Arşiv Vesikalarına Göre Bingöl Kolokyumu' adlı bir bilimsel toplantı için Bingöl'e gelen akademisyenler, Zağ Mağaralarına tur düzenlediler.
1–2 Ağustos 2009 tarihleri arasında Kültür Merkezi'nde ‘Arşiv Vesikalarına Göre Bingöl' adlı bir bilimsel toplantı gerçekleştirildi. Sempozyuma Türkiye'nin çeşitli üniversiteleri ve arşivlerin de çalışan akademisyenler ve uzmanlar katıldı.
‘Arşiv Vesikalarına Göre Bingöl Kolokyumu' programında, Bingöl'deki yer adları, demografik yapı, sosyo-kültürel yapı, idari yapı, ekonomik faaliyetler, imar faaliyetleri, yörede yaşamış âlimler ve idareciler ile yörenin eğitim yapısı hakkında ayrıntılı bir bilgilendirme gerçekleştirildi. Programın 2. gününde Bingöl'ün Genç İlçesine bağlı Kuşburnu Köyü'nde bulunan Zağ Mağaralarını ziyaret eden akademisyenler, buranın koruma altına alınması ve turizme kazandırılması gerektiğini söylediler.

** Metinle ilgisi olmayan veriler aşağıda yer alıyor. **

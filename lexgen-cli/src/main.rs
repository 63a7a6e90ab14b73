use std::path::PathBuf;
use std::process::ExitCode;

use clap::Parser;

/// Compiles a rules file into a DFA and writes `tokens.h`/`lexer.cc` into an output directory.
#[derive(Parser, Debug)]
#[command(name = "generator", version, about)]
struct Args {
    /// Directory `tokens.h` and `lexer.cc` are written into.
    out_dir: PathBuf,
    /// Path to the rules file (`NAME PATTERN` per non-empty line).
    rules_path: PathBuf,
    /// Print each parsed rule's name and AST before compiling.
    #[arg(short, long)]
    verbose: bool,
}

fn main() -> ExitCode {
    let args = Args::parse();
    match lexgen::driver::generate(&args.out_dir, &args.rules_path, args.verbose) {
        Ok(_warnings) => ExitCode::SUCCESS,
        Err(e) => {
            eprintln!("error: {e}");
            ExitCode::FAILURE
        }
    }
}
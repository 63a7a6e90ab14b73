//! `lexgen` compiles named token rules — literal strings and regular expressions over a
//! Unicode code-point alphabet — into a DFA, and emits C++ source for a longest-match scanner
//! built on that DFA.
//!
//! Pipeline: [rules] parsing → [cp] alphabet partitioning → [nfa] Thompson construction →
//! [automaton] powerset determinisation → [dfa] tagging → [emit] code generation. [driver]
//! wires the whole thing end to end, with [driver::compile] running it over in-memory rule
//! text and [driver::generate] additionally owning the rules-file read and the two output
//! writes.

pub mod ast;
pub mod automaton;
pub mod cp;
pub mod dfa;
pub mod driver;
pub mod emit;
pub mod error;
pub mod nfa;
pub mod rules;
pub mod unicode_classes;
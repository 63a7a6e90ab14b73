//! Property tests, exercised only through `lexgen`'s public API. `regex_oracle_agrees_on_acceptance`
//! mirrors the teacher's use of the `regex` crate as a semantic oracle (`dandy/src/tests.rs`), just
//! checked against pure string acceptance rather than tokenisation, since plain `Regex::is_match`
//! has no notion of longest-match-over-several-rules to compare against.

use std::collections::HashMap;
use std::rc::Rc;

use proptest::prelude::*;

use lexgen::automaton::powerset;
use lexgen::cp::Alphabet;
use lexgen::dfa::{tag, Dfa};
use lexgen::nfa::NfaBuilder;
use lexgen::rules::read_rules;

fn atom_strategy() -> impl Strategy<Value = String> {
    prop_oneof![
        Just("a".to_string()),
        Just("b".to_string()),
        Just("c".to_string()),
        Just("[ab]".to_string()),
        Just("[bc]".to_string()),
        Just("(a|b)".to_string()),
        Just("(b|c)".to_string()),
    ]
}

fn postfix_strategy() -> impl Strategy<Value = &'static str> {
    prop_oneof![Just(""), Just("*"), Just("+")]
}

/// A small grammar of patterns over `{a, b, c}` — enough to exercise concatenation, alternation,
/// sets and repetition together without the state-space blowup a fully recursive generator risks.
fn pattern_strategy() -> impl Strategy<Value = String> {
    prop::collection::vec((atom_strategy(), postfix_strategy()), 1..4)
        .prop_map(|parts| parts.into_iter().map(|(atom, post)| format!("{atom}{post}")).collect())
}

/// Runs `input` through `dfa` to completion with no longest-match shortcut, purely to answer
/// "is the whole string accepted" — the same question `^(?:pattern)$` answers for `regex`.
fn accepts(dfa: &Dfa, alphabet: &Alphabet, input: &str) -> bool {
    let mut state = dfa.initial;
    for c in input.chars() {
        let cp = c as u32;
        let Some(label) = alphabet.ranges().iter().position(|r| r.contains(cp)).map(|i| i as u32 + 1)
        else {
            return false;
        };
        let Some(&(_, to)) = dfa.edges[state as usize].iter().find(|&&(l, _)| l == label) else {
            return false;
        };
        if Some(to) == dfa.trap {
            return false;
        }
        state = to;
    }
    dfa.is_final(state)
}

fn compile_one_rule(pattern: &str) -> Option<(Dfa, Alphabet)> {
    let rules_src = format!("R {pattern}");
    let rule_set = read_rules(&rules_src).ok()?;
    let alphabet = Alphabet::partition(rule_set.boundary_points());
    let priority: HashMap<Rc<str>, usize> = HashMap::from([(Rc::from("R"), 0usize)]);
    let (nfa, final_name) = NfaBuilder::build(rule_set, &alphabet).ok()?;
    let (mut dfa, subsets) = powerset(&nfa).ok()?;
    tag(&mut dfa, &subsets, &final_name, &priority);
    Some((dfa, alphabet))
}

proptest! {
    /// Every boundary point contributed to [Alphabet::partition] becomes the start or end of some
    /// range in the result, and the result always tiles `[0, SENTINEL)` with no gaps or overlaps.
    #[test]
    fn alphabet_partition_tiles_the_code_point_space(
        boundaries in prop::collection::vec(0u32..lexgen::cp::SENTINEL, 0..12)
    ) {
        let alphabet = Alphabet::partition(boundaries.iter().copied());
        let ranges = alphabet.ranges();

        prop_assert_eq!(ranges.first().map(|r| r.lo), Some(0));
        prop_assert_eq!(ranges.last().map(|r| r.hi), Some(lexgen::cp::SENTINEL));
        for w in ranges.windows(2) {
            prop_assert_eq!(w[0].hi, w[1].lo);
        }
        for &b in &boundaries {
            let is_boundary = ranges.iter().any(|r| r.lo == b || r.hi == b);
            prop_assert!(is_boundary, "boundary {b} missing from partition");
        }
    }

    /// `epsilon_closure` is a fixed point of itself: closing an already-closed set changes nothing.
    #[test]
    fn epsilon_closure_is_a_fixed_point(pattern in pattern_strategy()) {
        let rules_src = format!("R {pattern}");
        let Ok(rule_set) = read_rules(&rules_src) else { return Ok(()); };
        let alphabet = Alphabet::partition(rule_set.boundary_points());
        let Ok((nfa, _)) = NfaBuilder::build(rule_set, &alphabet) else { return Ok(()); };

        let once = lexgen::automaton::epsilon_closure(&nfa, [nfa.initial]);
        let twice = lexgen::automaton::epsilon_closure(&nfa, once.iter().copied());
        prop_assert_eq!(once, twice);
    }

    /// A compiled single-rule DFA accepts exactly the strings `^(?:pattern)$` matches, over the
    /// `{a, b, c}` alphabet the pattern and input generators are restricted to.
    #[test]
    fn regex_oracle_agrees_on_acceptance(
        pattern in pattern_strategy(),
        input in "[abc]{0,6}",
    ) {
        let Some((dfa, alphabet)) = compile_one_rule(&pattern) else { return Ok(()); };
        let anchored = format!("^(?:{pattern})$");
        let Ok(oracle) = regex::Regex::new(&anchored) else { return Ok(()); };

        prop_assert_eq!(
            oracle.is_match(&input),
            accepts(&dfa, &alphabet, &input),
            "pattern={pattern:?} input={input:?}"
        );
    }
}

Konuyla ilgili görüşleri alınan Sakarya Üniversitesi İlahiyat Fakültesi Öğretim Üyesi Doç. Dr. İbrahim Çapak, Zağ mağaralarını ilk defa gördüğünü belirtti.

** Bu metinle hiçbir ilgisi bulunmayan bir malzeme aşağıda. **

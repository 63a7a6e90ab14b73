//! Rule-file parser. Each non-empty line is `NAME PATTERN`; `PATTERN` is parsed with `nom`
//! combinators (`alt`/`many1`/postfix-kleene composition) over code points, ranges, sets, and
//! the escape table this generator's rules language needs. Patterns are first parsed into a
//! plain [RawRegex] tree (no arena access needed mid-parse), then lowered into the run's
//! [AstArena] once parsing succeeds.

use std::rc::Rc;

use nom::branch::alt;
use nom::bytes::complete::take_while_m_n;
use nom::character::complete::{anychar, char};
use nom::combinator::{all_consuming, map, opt, value, verify};
use nom::multi::{many0, many1, separated_list1};
use nom::sequence::preceded;
use nom::IResult;

use crate::ast::{AstArena, AstId, AstNode};
use crate::cp::Range;
use crate::error::RuleSyntaxError;
use crate::unicode_classes;

/// A parsed rule: a name and the arena index of its pattern's root.
#[derive(Debug, Clone)]
pub struct Rule {
    pub name: Rc<str>,
    pub root: AstId,
}

/// Every rule parsed from a rules file, and the arena their ASTs live in.
#[derive(Debug, Default)]
pub struct RuleSet {
    pub arena: AstArena,
    pub rules: Vec<Rule>,
}

impl RuleSet {
    /// Every boundary point (each literal character's `c`/`c + 1`, each `Set` range's `lo`/`hi`)
    /// mentioned anywhere across every rule, for [crate::cp::Alphabet::partition].
    pub fn boundary_points(&self) -> Vec<u32> {
        let mut out = Vec::new();
        for rule in &self.rules {
            collect_boundaries(&self.arena, rule.root, &mut out);
        }
        out
    }
}

fn collect_boundaries(arena: &AstArena, id: AstId, out: &mut Vec<u32>) {
    match arena.get(id) {
        AstNode::Set { ranges, .. } => {
            for r in ranges {
                out.push(r.lo);
                out.push(r.hi);
            }
        }
        AstNode::Cat(children) | AstNode::Alt(children) => {
            for &child in children {
                collect_boundaries(arena, child, out);
            }
        }
        AstNode::Rep { child, .. } => collect_boundaries(arena, *child, out),
    }
}

/// Parses a complete rules file: one `NAME PATTERN` per non-empty line.
pub fn read_rules(src: &str) -> Result<RuleSet, RuleSyntaxError> {
    let mut arena = AstArena::new();
    let mut rules = Vec::new();

    for (zero_based_line, line) in src.lines().enumerate() {
        let line_no = zero_based_line + 1;
        if line.trim().is_empty() {
            continue;
        }
        let (name, pattern) = split_name_pattern(line, line_no)?;
        let raw = parse_pattern(pattern)
            .map_err(|e| to_rule_syntax_error(line, pattern, line_no, e))?;
        let root = lower(&mut arena, &raw);
        rules.push(Rule {
            name: Rc::from(name),
            root,
        });
    }

    Ok(RuleSet { arena, rules })
}

fn split_name_pattern(line: &str, line_no: usize) -> Result<(&str, &str), RuleSyntaxError> {
    let name_start = line
        .find(|c: char| !c.is_whitespace())
        .expect("blank lines are skipped by the caller");
    let rest = &line[name_start..];

    let space_idx = rest.find(char::is_whitespace).ok_or_else(|| {
        RuleSyntaxError::new(
            line_no,
            name_start + 1,
            "rule line is missing a pattern (expected `NAME PATTERN`)",
        )
    })?;
    let name = &rest[..space_idx];
    validate_name(name, line_no, name_start + 1)?;

    let after_space = &rest[space_idx..];
    let pattern_offset = after_space.find(|c: char| !c.is_whitespace()).ok_or_else(|| {
        RuleSyntaxError::new(
            line_no,
            name_start + space_idx + 1,
            "rule line is missing a pattern",
        )
    })?;
    let pattern = &after_space[pattern_offset..];
    Ok((name, pattern))
}

fn validate_name(name: &str, line_no: usize, col: usize) -> Result<(), RuleSyntaxError> {
    let mut chars = name.chars();
    let first_ok = matches!(chars.next(), Some(c) if c == '_' || c.is_ascii_uppercase());
    let rest_ok = chars.all(|c| c == '_' || c.is_ascii_uppercase() || c.is_ascii_digit());
    if first_ok && rest_ok {
        Ok(())
    } else {
        Err(RuleSyntaxError::new(
            line_no,
            col,
            format!("rule name `{name}` must match [A-Z_][A-Z0-9_]*"),
        ))
    }
}

fn to_rule_syntax_error(
    line: &str,
    pattern: &str,
    line_no: usize,
    err: PatternError<'_>,
) -> RuleSyntaxError {
    let pattern_offset_in_line = pattern.as_ptr() as usize - line.as_ptr() as usize;
    let error_offset_in_pattern = err.input.as_ptr() as usize - pattern.as_ptr() as usize;
    let col = pattern_offset_in_line + error_offset_in_pattern + 1;
    let message = err
        .message
        .unwrap_or_else(|| "invalid pattern syntax".to_string());
    RuleSyntaxError::new(line_no, col, message)
}

/// An intermediate regex tree, parsed before arena allocation, keeping parsing and NFA
/// construction decoupled.
#[derive(Debug, Clone)]
enum RawRegex {
    Set { ranges: Vec<Range>, negated: bool },
    Cat(Vec<RawRegex>),
    Alt(Vec<RawRegex>),
    Rep { child: Box<RawRegex>, accept_empty: bool },
}

fn cp_set(cp: u32) -> RawRegex {
    RawRegex::Set {
        ranges: vec![Range::single(cp)],
        negated: false,
    }
}

fn lower(arena: &mut AstArena, raw: &RawRegex) -> AstId {
    match raw {
        RawRegex::Set { ranges, negated } => arena.alloc(AstNode::Set {
            ranges: ranges.clone(),
            negated: *negated,
        }),
        RawRegex::Cat(children) => {
            let ids = children.iter().map(|c| lower(arena, c)).collect();
            arena.alloc(AstNode::Cat(ids))
        }
        RawRegex::Alt(children) => {
            let ids = children.iter().map(|c| lower(arena, c)).collect();
            arena.alloc(AstNode::Alt(ids))
        }
        RawRegex::Rep {
            child,
            accept_empty,
        } => {
            let child_id = lower(arena, child);
            arena.alloc(AstNode::Rep {
                child: child_id,
                accept_empty: *accept_empty,
            })
        }
    }
}

#[derive(Debug)]
struct PatternError<'a> {
    input: &'a str,
    message: Option<String>,
}

impl<'a> PatternError<'a> {
    fn msg(input: &'a str, message: impl Into<String>) -> Self {
        Self {
            input,
            message: Some(message.into()),
        }
    }
}

impl<'a> nom::error::ParseError<&'a str> for PatternError<'a> {
    fn from_error_kind(input: &'a str, _kind: nom::error::ErrorKind) -> Self {
        Self {
            input,
            message: None,
        }
    }

    fn append(_input: &'a str, _kind: nom::error::ErrorKind, other: Self) -> Self {
        other
    }
}

type PResult<'a, T> = IResult<&'a str, T, PatternError<'a>>;

fn parse_pattern(input: &str) -> Result<RawRegex, PatternError<'_>> {
    if input.is_empty() {
        return Err(PatternError::msg(input, "empty pattern"));
    }
    match all_consuming(parse_alternation)(input) {
        Ok((_, raw)) => Ok(raw),
        Err(nom::Err::Error(e)) | Err(nom::Err::Failure(e)) => Err(e),
        Err(nom::Err::Incomplete(_)) => unreachable!("complete parsers never return Incomplete"),
    }
}

fn expect_char<'a>(input: &'a str, c: char, message: &'static str) -> PResult<'a, char> {
    char(c)(input).map_err(|_: nom::Err<PatternError<'a>>| {
        nom::Err::Failure(PatternError::msg(input, message))
    })
}

fn parse_alternation(input: &str) -> PResult<'_, RawRegex> {
    let (input, mut branches) = separated_list1(char('|'), parse_sequence)(input)?;
    if branches.len() == 1 {
        Ok((input, branches.remove(0)))
    } else {
        Ok((input, RawRegex::Alt(branches)))
    }
}

fn parse_sequence(input: &str) -> PResult<'_, RawRegex> {
    let (input, mut atoms) = many1(parse_postfix)(input)?;
    if atoms.len() == 1 {
        Ok((input, atoms.remove(0)))
    } else {
        Ok((input, RawRegex::Cat(atoms)))
    }
}

fn parse_postfix(input: &str) -> PResult<'_, RawRegex> {
    let (input, atom) = parse_atom(input)?;
    let (input, op) = opt(alt((char('*'), char('+'))))(input)?;
    let node = match op {
        Some('*') => RawRegex::Rep {
            child: Box::new(atom),
            accept_empty: true,
        },
        Some('+') => RawRegex::Rep {
            child: Box::new(atom),
            accept_empty: false,
        },
        _ => atom,
    };
    Ok((input, node))
}

fn parse_atom(input: &str) -> PResult<'_, RawRegex> {
    alt((parse_group, parse_set, parse_escape, parse_literal_char))(input)
}

fn parse_literal_char(input: &str) -> PResult<'_, RawRegex> {
    let (input, c) = verify(anychar, |c: &char| !"()[]|*+\\".contains(*c))(input)?;
    Ok((input, cp_set(c as u32)))
}

fn parse_group(input: &str) -> PResult<'_, RawRegex> {
    let (input, _) = char('(')(input)?;
    let (input, inner) = parse_alternation(input)?;
    let (input, _) = expect_char(input, ')', "unmatched `(`")?;
    Ok((input, inner))
}

fn parse_set(input: &str) -> PResult<'_, RawRegex> {
    let (input, _) = char('[')(input)?;
    let (input, negated) = map(opt(char('^')), |o| o.is_some())(input)?;
    // a `-` immediately after the opening bracket (or negation marker) is a literal hyphen,
    // following the common bracket-expression convention rather than the range operator.
    let (input, leading_dash) = opt(char('-'))(input)?;
    let (input, mut items) = many0(parse_set_item)(input)?;
    if leading_dash.is_some() {
        items.insert(0, Range::single('-' as u32));
    }
    // `[]` (matches nothing) and `[^]` (matches everything) are both legal, if useless — the set
    // need not be non-empty.
    let (input, _) = expect_char(input, ']', "unmatched `[`")?;
    Ok((
        input,
        RawRegex::Set {
            ranges: items,
            negated,
        },
    ))
}

fn parse_set_item(input: &str) -> PResult<'_, Range> {
    let (input, lo) = parse_set_codepoint(input)?;
    let (input, hi) = opt(preceded(char('-'), parse_set_codepoint))(input)?;
    match hi {
        Some(hi_cp) if hi_cp < lo => Err(nom::Err::Failure(PatternError::msg(
            input,
            "invalid range: end is before start",
        ))),
        Some(hi_cp) => Ok((input, Range::new(lo, hi_cp + 1))),
        None => Ok((input, Range::single(lo))),
    }
}

fn parse_set_codepoint(input: &str) -> PResult<'_, u32> {
    alt((
        preceded(char('\\'), parse_simple_escape),
        map(
            verify(anychar, |c: &char| *c != ']' && *c != '-' && *c != '\\'),
            |c| c as u32,
        ),
    ))(input)
}

/// `\L`, `\w`, `\d`, `\s`, and the single-codepoint escapes, producing a full [RawRegex::Set].
fn parse_escape(input: &str) -> PResult<'_, RawRegex> {
    let (after_backslash, _) = char('\\')(input)?;
    alt((
        map(parse_simple_escape, cp_set),
        map(char('L'), |_| RawRegex::Set {
            ranges: unicode_classes::letter_ranges().to_vec(),
            negated: false,
        }),
        map(char('w'), |_| RawRegex::Set {
            ranges: unicode_classes::word_ranges(),
            negated: false,
        }),
        map(char('d'), |_| RawRegex::Set {
            ranges: unicode_classes::digit_ranges(),
            negated: false,
        }),
        map(char('s'), |_| RawRegex::Set {
            ranges: unicode_classes::space_ranges(),
            negated: false,
        }),
    ))(after_backslash)
    .map_err(|_| nom::Err::Failure(PatternError::msg(input, "invalid escape sequence")))
}

/// The escapes that reduce to exactly one code point: `\n \r \t \\ \+ \* \[ \]`, `\uXXXX`,
/// `\UXXXXXXXX`. Shared between full-pattern escapes and the escapes allowed inside `[...]`.
fn parse_simple_escape(input: &str) -> PResult<'_, u32> {
    alt((
        value('\n' as u32, char('n')),
        value('\r' as u32, char('r')),
        value('\t' as u32, char('t')),
        value('\\' as u32, char('\\')),
        value('+' as u32, char('+')),
        value('*' as u32, char('*')),
        value('[' as u32, char('[')),
        value(']' as u32, char(']')),
        parse_u_escape,
        parse_big_u_escape,
    ))(input)
}

fn parse_u_escape(input: &str) -> PResult<'_, u32> {
    let (input, _) = char('u')(input)?;
    let (input, digits) = take_while_m_n(4, 4, |c: char| c.is_ascii_hexdigit())(input)?;
    Ok((input, u32::from_str_radix(digits, 16).unwrap()))
}

fn parse_big_u_escape(input: &str) -> PResult<'_, u32> {
    let (input, _) = char('U')(input)?;
    let (input, digits) = take_while_m_n(8, 8, |c: char| c.is_ascii_hexdigit())(input)?;
    let cp = u32::from_str_radix(digits, 16).unwrap();
    if cp > 0x10FFFF {
        return Err(nom::Err::Failure(PatternError::msg(
            input,
            "code point out of range (> 0x10FFFF)",
        )));
    }
    Ok((input, cp))
}

#[cfg(test)]
mod tests {
    use super::*;

    fn rule_ast_string(rules: &RuleSet, name: &str) -> String {
        let rule = rules.rules.iter().find(|r| &*r.name == name).unwrap();
        format!("{}", rules.arena.display(rule.root))
    }

    #[test]
    fn parses_single_literal() {
        let rules = read_rules("KW_IF if").unwrap();
        assert_eq!(rules.rules.len(), 1);
        assert_eq!(&*rules.rules[0].name, "KW_IF");
    }

    #[test]
    fn parses_alternation_and_plus() {
        let rules = read_rules("KW_IF if\nIDENT [a-z]+").unwrap();
        assert_eq!(rules.rules.len(), 2);
        assert!(rule_ast_string(&rules, "IDENT").contains("Rep(empty=false"));
    }

    #[test]
    fn parses_star_and_sets() {
        let rules = read_rules("NUM [0-9]+\nWS [ \\t]*").unwrap();
        assert!(rule_ast_string(&rules, "WS").contains("Rep(empty=true"));
    }

    #[test]
    fn parses_unicode_escape() {
        let rules = read_rules("LAMBDA \\u03BB").unwrap();
        assert_eq!(rule_ast_string(&rules, "LAMBDA"), "Set(0x3bb)");
    }

    #[test]
    fn parses_negated_set() {
        let rules = read_rules(r#"STRING "[^"]*""#).unwrap();
        assert!(rule_ast_string(&rules, "STRING").contains("Set(^"));
    }

    #[test]
    fn rejects_unmatched_paren() {
        let err = read_rules("A (ab").unwrap_err();
        assert_eq!(err.line, 1);
    }

    #[test]
    fn rejects_bad_escape() {
        let err = read_rules("A \\q").unwrap_err();
        assert_eq!(err.line, 1);
    }

    #[test]
    fn rejects_overlong_big_u_escape() {
        let err = read_rules("A \\U00110000").unwrap_err();
        assert_eq!(err.line, 1);
    }

    #[test]
    fn rejects_missing_pattern() {
        let err = read_rules("A").unwrap_err();
        assert_eq!(err.line, 1);
    }

    #[test]
    fn rejects_bad_name() {
        let err = read_rules("kw_if if").unwrap_err();
        assert_eq!(err.line, 1);
    }

    #[test]
    fn priority_order_is_declaration_order() {
        let rules = read_rules("A foo\nB foo").unwrap();
        assert_eq!(&*rules.rules[0].name, "A");
        assert_eq!(&*rules.rules[1].name, "B");
    }
}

Zağ Mağaralarının muhteşem bir tarihi kalıntı olduğunu ancak ciddi anlamda ilgisiz, sahipsiz ve yarıya kadar dökülmüş olduğunu ifade eden Doç. Dr. Çapak: “Orada 360 veya 380 odalardan bahsediliyor. Geçmişte büyük ihtimalle burası belki bir köy, belki de sancak kadar insanların barındığı yer olabilir. Oraya yakın mezarlıkları da duruyor. Ulaşım yok, yol yok bir şekilde mutlaka turizme kazandırılması lazım. Turizm Bakanlığı yâda belediye bu tarihi mekâna sahip çıkmalı” dedi.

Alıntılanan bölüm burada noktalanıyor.